Hello, I'd love to get some perspective on what I think is a fairly simple question. We are a professional services firm that has both a subscription business and and custom services. Our custom services are typically consulting and research projects that last 4-6 weeks in length. As a practice, given the short length, we have recognized revenue at completion. One of the things we are dealing with is defining completion for our project teams for the purposes of closing the books each month. The general gray area is whether the date we send the deliverable is the finish date or the date we present and/or receive acceptance from the client that there are no major updates. These are typically small, $5-$25k projects. This makes a difference as if we send a deliverable on 6/30, but present on 7/2, it affects monthly revenue. I know this is pretty straightforward, but would appreciate a few perspectives. Thanks
Basic Rev Rec Question
Answers
In the grander scheme of things, materiality and timing (month vs year end) matters. That being said, it depends on the wordings of your contracts and what you define as the time you can enforce payment (send the bill or final bill). Whether it be on the delivered date, presentation and/or accepted. No matter what you decide or define, consistency of treatment across all contracts should also be considered.
And this might be a "perspective" comment .....Do NOT base your decision on the Rev Rec guidelines but focus on the intent/agreement of the parties. In other words, the Rev Rec guidelines should NOT be the basis (use as a starting point) of your revenue model. Decide on the model and see if it is allowed by the guidelines or if there are necessary tweaks you can make to conform with the guidelines.
Remember, the (evolving) revenue models are DRIVING the evolution of the guidelines and not the other way around.
Thanks emerson. Really helpful to see your reference to the contract. The below is an example bullet from the payment section of the project proposals where we always reference the deliverable date of the project. Seems that is when we should recognize the revenue if that is when we bill.

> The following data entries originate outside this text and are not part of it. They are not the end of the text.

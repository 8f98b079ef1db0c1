//! Daily series generators.
//!
//! Both generators keep every value at two decimals and preserve the yearly
//! total to within 0.01 t.

use sf_core::{SimRng, round2};

/// Truncate to two decimals, never exceeding `x` for `x ≥ 0`.
#[inline]
fn floor2(x: f64) -> f64 {
    (x * 100.0).floor() / 100.0
}

/// Daily export figures summing to `yearly`.
///
/// Each day draws `U(0.9, 1.1) × remaining / days_left`, capped by what is
/// left; the final day takes the remainder.
pub fn daily_exports(yearly: f64, days: usize, rng: &mut SimRng) -> Vec<f64> {
    let mut out = Vec::with_capacity(days);
    let mut remaining = yearly.max(0.0);
    for i in 0..days {
        let avg = remaining / (days - i) as f64;
        let mut daily = round2(rng.uniform(0.9 * avg, 1.1 * avg));
        if daily > remaining {
            daily = floor2(remaining);
        }
        out.push(daily);
        remaining = (remaining - daily).max(0.0);
    }
    if let Some(last) = out.last_mut() {
        *last = round2(*last + remaining);
    }
    out
}

/// Partition `total` into train loads of `U(min_per_train, max_per_train)`
/// placed on uniformly random days.
///
/// The load that would overshoot is cut to close the partition exactly.
pub fn train_arrivals(
    total:         f64,
    days:          usize,
    min_per_train: f64,
    max_per_train: f64,
    rng:           &mut SimRng,
) -> Vec<f64> {
    let mut out = vec![0.0; days];
    if days == 0 {
        return out;
    }
    let mut remaining = round2(total.max(0.0));
    while remaining >= 0.01 {
        let day = rng.gen_range(0..days);
        let load = round2(rng.uniform(min_per_train, max_per_train)).max(0.01);
        let load = if load >= remaining { round2(remaining) } else { load };
        out[day] += load;
        remaining = round2(remaining - load);
    }
    for a in &mut out {
        *a = round2(*a);
    }
    out
}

All project costs will be invoiced on the deliverable date of the project – July 24, 2015.
I would ask first why you are tying revenue to invoice/cash? If you have a contract and the ability to collect is reasonably assured, record the revenue when the work is performed. Emerson's comment of when can you "enforce payment" is spot on. Consistency is also key, but I would recognize the revenue when you perform the work. I would assume that is when you are taking the expense as well. Good luck.
I would suggest looking at the guidance and examples in ASC 605-10-S99 A3b questions 1 & 2.
From my perspective, what you need to evaluate is your "customer acceptance provision". As you state, you deliver your product (a research report, your findings, recommendations, etc) but you need to present it to the customer and your customer may indicate that you still have more work to do. To me, even the fact that you haven't presented it means you aren't done with the earnings process.
Ultimately, the guidance looks at customer acceptance provisions a few ways and you can definitely get treatment that it is just accounted for like a warranty (if customer acceptance is to vendor specified performance specs and you have a strong history of making those specs), but it could also make you defer revenue (if the specs are customer unique and you can't demonstrate in advance that you will meet them). Sounds like your customer acceptance provisions is the latter and not the former.
All of this assumes that you are under a completed performance model (i.e., the customer doesn't get any value until you deliver the report and present your findings), but be aware that the new standard which goes into effect in 2018 for public entities might change how you would need to account for this (i.e., some companies might find that based on their fact-pattern that they should basically adopt a percentage complete model if certain criteria are met - i.e, the product is unique / customized and the vendor doesn't have any alternative use for it, etc, etc).
To me, it's not revenue under the current standard until you get customer acceptance because you haven't completed everything you need to do to be entitled to the revenue (it would be hard to support a position that presenting your findings is inconsequential and perfunctory, as I would imagine this has a lot of value in the customer's eyes - which is another way that perhaps revenue could be recorded earlier).